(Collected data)

◆ ◆ ◆ ◆

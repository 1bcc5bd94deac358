//! Module: model
//! Responsibility: document-type and attribute metadata (the schema registry).
//! Does not own: document values, predicate compilation, or storage.
//! Boundary: every other component reads schema through `SchemaRegistry`.

mod def;
mod registry;


use std::{collections::BTreeSet, fmt};
use thiserror::Error as ThisError;

pub use registry::{SchemaRegistry, SchemaRegistryBuilder};

///
/// CONSTANTS
///

/// System attribute carrying the document identifier.
pub const DOCUMENT_ID: &str = "documentId";

/// System attribute set when a document is created.
pub const CREATED_AT: &str = "createdAt";

/// System attribute set on every write.
pub const UPDATED_AT: &str = "updatedAt";

/// System attribute set on draft/publish types when a document is published.
pub const PUBLISHED_AT: &str = "publishedAt";

///
/// SchemaError
///
/// Unknown type, field, or attribute; malformed schema definitions.
/// Always a caller (or deployment) bug; never retried.
///

#[derive(Clone, Debug, Eq, PartialEq, ThisError)]
pub enum SchemaError {
    #[error("unknown document type '{0}'")]
    UnknownType(String),

    #[error("unknown field '{field}' on '{doc_type}'")]
    UnknownField { doc_type: String, field: String },

    #[error("field '{field}' on '{doc_type}' is {kind} and cannot be traversed")]
    NotTraversable {
        doc_type: String,
        field: String,
        kind: &'static str,
    },

    #[error("field '{field}' on '{doc_type}' is {kind} and cannot be sorted on")]
    NotSortable {
        doc_type: String,
        field: String,
        kind: &'static str,
    },

    #[error("'{doc_type}' does not support status '{status}'")]
    UnsupportedStatus { doc_type: String, status: String },

    #[error("'{doc_type}' does not support draft and publish")]
    DraftPublishDisabled { doc_type: String },

    #[error("invalid value for '{doc_type}.{field}': expected {expected}, found {found}")]
    InvalidValue {
        doc_type: String,
        field: String,
        expected: String,
        found: &'static str,
    },

    #[error("missing required field '{field}' on '{doc_type}'")]
    MissingField { doc_type: String, field: String },

    #[error("document type '{0}' registered twice")]
    DuplicateType(String),

    #[error("attribute '{field}' declared twice on '{doc_type}'")]
    DuplicateAttribute { doc_type: String, field: String },

    #[error("'{doc_type}.{field}' targets unknown {expected} '{target}'")]
    UnknownTarget {
        doc_type: String,
        field: String,
        target: String,
        expected: &'static str,
    },

    #[error("invalid schema definition: {0}")]
    Definition(String),
}

///
/// ScalarKind
///

#[derive(Clone, Copy, Debug, Eq, Hash, PartialEq)]
pub enum ScalarKind {
    Text,
    Integer,
    Float,
    Boolean,
    DateTime,
    Json,
}

impl ScalarKind {
    #[must_use]
    pub const fn label(self) -> &'static str {
        match self {
            Self::Text => "text",
            Self::Integer => "integer",
            Self::Float => "float",
            Self::Boolean => "boolean",
            Self::DateTime => "datetime",
            Self::Json => "json",
        }
    }

    #[must_use]
    pub const fn is_numeric(self) -> bool {
        matches!(self, Self::Integer | Self::Float)
    }

    #[must_use]
    pub const fn is_orderable(self) -> bool {
        matches!(self, Self::Text | Self::Integer | Self::Float | Self::DateTime)
    }
}

///
/// Cardinality
///

#[derive(Clone, Copy, Debug, Eq, PartialEq)]
pub enum Cardinality {
    One,
    Many,
}

///
/// AttributeKind
///
/// Polymorphic and dynamic-zone kinds carry a closed variant set instead of
/// a target type.
///

#[derive(Clone, Debug, Eq, PartialEq)]
pub enum AttributeKind {
    Scalar(ScalarKind),
    RelationOne { target: String },
    RelationMany { target: String },
    Polymorphic { variants: BTreeSet<String> },
    DynamicZone { variants: BTreeSet<String> },
}

impl AttributeKind {
    #[must_use]
    pub const fn text() -> Self {
        Self::Scalar(ScalarKind::Text)
    }

    #[must_use]
    pub const fn integer() -> Self {
        Self::Scalar(ScalarKind::Integer)
    }

    #[must_use]
    pub const fn float() -> Self {
        Self::Scalar(ScalarKind::Float)
    }

    #[must_use]
    pub const fn boolean() -> Self {
        Self::Scalar(ScalarKind::Boolean)
    }

    #[must_use]
    pub const fn datetime() -> Self {
        Self::Scalar(ScalarKind::DateTime)
    }

    #[must_use]
    pub const fn json() -> Self {
        Self::Scalar(ScalarKind::Json)
    }

    #[must_use]
    pub fn relation_one(target: impl Into<String>) -> Self {
        Self::RelationOne {
            target: target.into(),
        }
    }

    #[must_use]
    pub fn relation_many(target: impl Into<String>) -> Self {
        Self::RelationMany {
            target: target.into(),
        }
    }

    #[must_use]
    pub fn polymorphic<I, S>(variants: I) -> Self
    where
        I: IntoIterator<Item = S>,
        S: Into<String>,
    {
        Self::Polymorphic {
            variants: variants.into_iter().map(Into::into).collect(),
        }
    }

    #[must_use]
    pub fn dynamic_zone<I, S>(variants: I) -> Self
    where
        I: IntoIterator<Item = S>,
        S: Into<String>,
    {
        Self::DynamicZone {
            variants: variants.into_iter().map(Into::into).collect(),
        }
    }

    #[must_use]
    pub const fn label(&self) -> &'static str {
        match self {
            Self::Scalar(kind) => kind.label(),
            Self::RelationOne { .. } => "relation-one",
            Self::RelationMany { .. } => "relation-many",
            Self::Polymorphic { .. } => "polymorphic-relation",
            Self::DynamicZone { .. } => "dynamic-zone",
        }
    }

    #[must_use]
    pub const fn scalar(&self) -> Option<ScalarKind> {
        match self {
            Self::Scalar(kind) => Some(*kind),
            _ => None,
        }
    }

    /// True for every kind the population resolver can expand.
    #[must_use]
    pub const fn is_populatable(&self) -> bool {
        !matches!(self, Self::Scalar(_))
    }

    /// Fixed target type for monomorphic relations.
    #[must_use]
    pub fn relation_target(&self) -> Option<&str> {
        match self {
            Self::RelationOne { target } | Self::RelationMany { target } => Some(target),
            _ => None,
        }
    }

    /// Permissible variants for polymorphic kinds.
    #[must_use]
    pub const fn variants(&self) -> Option<&BTreeSet<String>> {
        match self {
            Self::Polymorphic { variants } | Self::DynamicZone { variants } => Some(variants),
            _ => None,
        }
    }

    #[must_use]
    pub const fn cardinality(&self) -> Option<Cardinality> {
        match self {
            Self::Scalar(_) => None,
            Self::RelationOne { .. } => Some(Cardinality::One),
            Self::RelationMany { .. } | Self::Polymorphic { .. } | Self::DynamicZone { .. } => {
                Some(Cardinality::Many)
            }
        }
    }
}

impl fmt::Display for AttributeKind {
    fn fmt(&self, f: &mut fmt::Formatter<'_>) -> fmt::Result {
        f.write_str(self.label())
    }
}

///
/// AttributeDefinition
///

#[derive(Clone, Debug, Eq, PartialEq)]
pub struct AttributeDefinition {
    pub name: String,
    pub kind: AttributeKind,
    pub required: bool,
}

impl AttributeDefinition {
    #[must_use]
    pub fn new(name: impl Into<String>, kind: AttributeKind) -> Self {
        Self {
            name: name.into(),
            kind,
            required: false,
        }
    }
}

///
/// TypeKind
///

#[derive(Clone, Copy, Debug, Eq, PartialEq)]
pub enum TypeKind {
    /// Top-level document type stored by the adapter.
    Collection,
    /// Embedded shape used as a dynamic-zone variant.
    Component,
}

///
/// DocumentType
///
/// Immutable once the registry is built.
///

#[derive(Clone, Debug)]
pub struct DocumentType {
    name: String,
    kind: TypeKind,
    draft_and_publish: bool,
    attributes: Vec<AttributeDefinition>,
    default_populate: Vec<String>,
}

impl DocumentType {
    /// Start a collection type; system attributes are appended on build.
    #[must_use]
    pub fn collection(name: impl Into<String>) -> Self {
        Self {
            name: name.into(),
            kind: TypeKind::Collection,
            draft_and_publish: false,
            attributes: Vec::new(),
            default_populate: Vec::new(),
        }
    }

    #[must_use]
    pub fn component(name: impl Into<String>) -> Self {
        Self {
            kind: TypeKind::Component,
            ..Self::collection(name)
        }
    }

    #[must_use]
    pub const fn draft_and_publish(mut self) -> Self {
        self.draft_and_publish = true;
        self
    }

    #[must_use]
    pub fn attribute(mut self, name: impl Into<String>, kind: AttributeKind) -> Self {
        self.attributes.push(AttributeDefinition::new(name, kind));
        self
    }

    #[must_use]
    pub fn required(mut self, name: impl Into<String>, kind: AttributeKind) -> Self {
        let mut attribute = AttributeDefinition::new(name, kind);
        attribute.required = true;
        self.attributes.push(attribute);
        self
    }

    /// Relations this type populates when selected as a variant with `true`.
    #[must_use]
    pub fn default_populate<I, S>(mut self, attributes: I) -> Self
    where
        I: IntoIterator<Item = S>,
        S: Into<String>,
    {
        self.default_populate = attributes.into_iter().map(Into::into).collect();
        self
    }

    #[must_use]
    pub fn name(&self) -> &str {
        &self.name
    }

    #[must_use]
    pub const fn kind(&self) -> TypeKind {
        self.kind
    }

    #[must_use]
    pub const fn has_draft_and_publish(&self) -> bool {
        self.draft_and_publish
    }

    #[must_use]
    pub fn attributes(&self) -> &[AttributeDefinition] {
        &self.attributes
    }

    #[must_use]
    pub fn variant_default_populate(&self) -> &[String] {
        &self.default_populate
    }

    #[must_use]
    pub fn attribute_def(&self, name: &str) -> Option<&AttributeDefinition> {
        self.attributes.iter().find(|attr| attr.name == name)
    }

    /// Resolve one attribute or fail with `SchemaError::UnknownField`.
    pub fn try_attribute(&self, name: &str) -> Result<&AttributeDefinition, SchemaError> {
        self.attribute_def(name)
            .ok_or_else(|| SchemaError::UnknownField {
                doc_type: self.name.clone(),
                field: name.to_string(),
            })
    }

    /// Attributes the population resolver can expand.
    pub fn relation_attributes(&self) -> impl Iterator<Item = &AttributeDefinition> {
        self.attributes
            .iter()
            .filter(|attr| attr.kind.is_populatable())
    }

    // Append system attributes for collection types.
    fn with_system_attributes(mut self) -> Self {
        if self.kind == TypeKind::Component {
            return self;
        }

        let mut system = vec![
            AttributeDefinition::new(DOCUMENT_ID, AttributeKind::text()),
            AttributeDefinition::new(CREATED_AT, AttributeKind::datetime()),
            AttributeDefinition::new(UPDATED_AT, AttributeKind::datetime()),
        ];
        if self.draft_and_publish {
            system.push(AttributeDefinition::new(PUBLISHED_AT, AttributeKind::datetime()));
        }
        system.retain(|sys| self.attribute_def(&sys.name).is_none());
        self.attributes.extend(system);

        self
    }
}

◆ ◆ ◆ ◆

[WORK INSTRUCTIONS] For this exercise, output exactly the lines above from the line with "use thiserror::Error as ThisError;" to the line with "malformed schema definitions.", counting both, and leave out the rest.

[SOLVED PROBLEM]
use thiserror::Error as ThisError;

pub use registry::{SchemaRegistry, SchemaRegistryBuilder};

///
/// CONSTANTS
///

/// System attribute carrying the document identifier.
pub const DOCUMENT_ID: &str = "documentId";

/// System attribute set when a document is created.
pub const CREATED_AT: &str = "createdAt";

/// System attribute set on every write.
pub const UPDATED_AT: &str = "updatedAt";

/// System attribute set on draft/publish types when a document is published.
pub const PUBLISHED_AT: &str = "publishedAt";

///
/// SchemaError
///
/// Unknown type, field, or attribute; malformed schema definitions.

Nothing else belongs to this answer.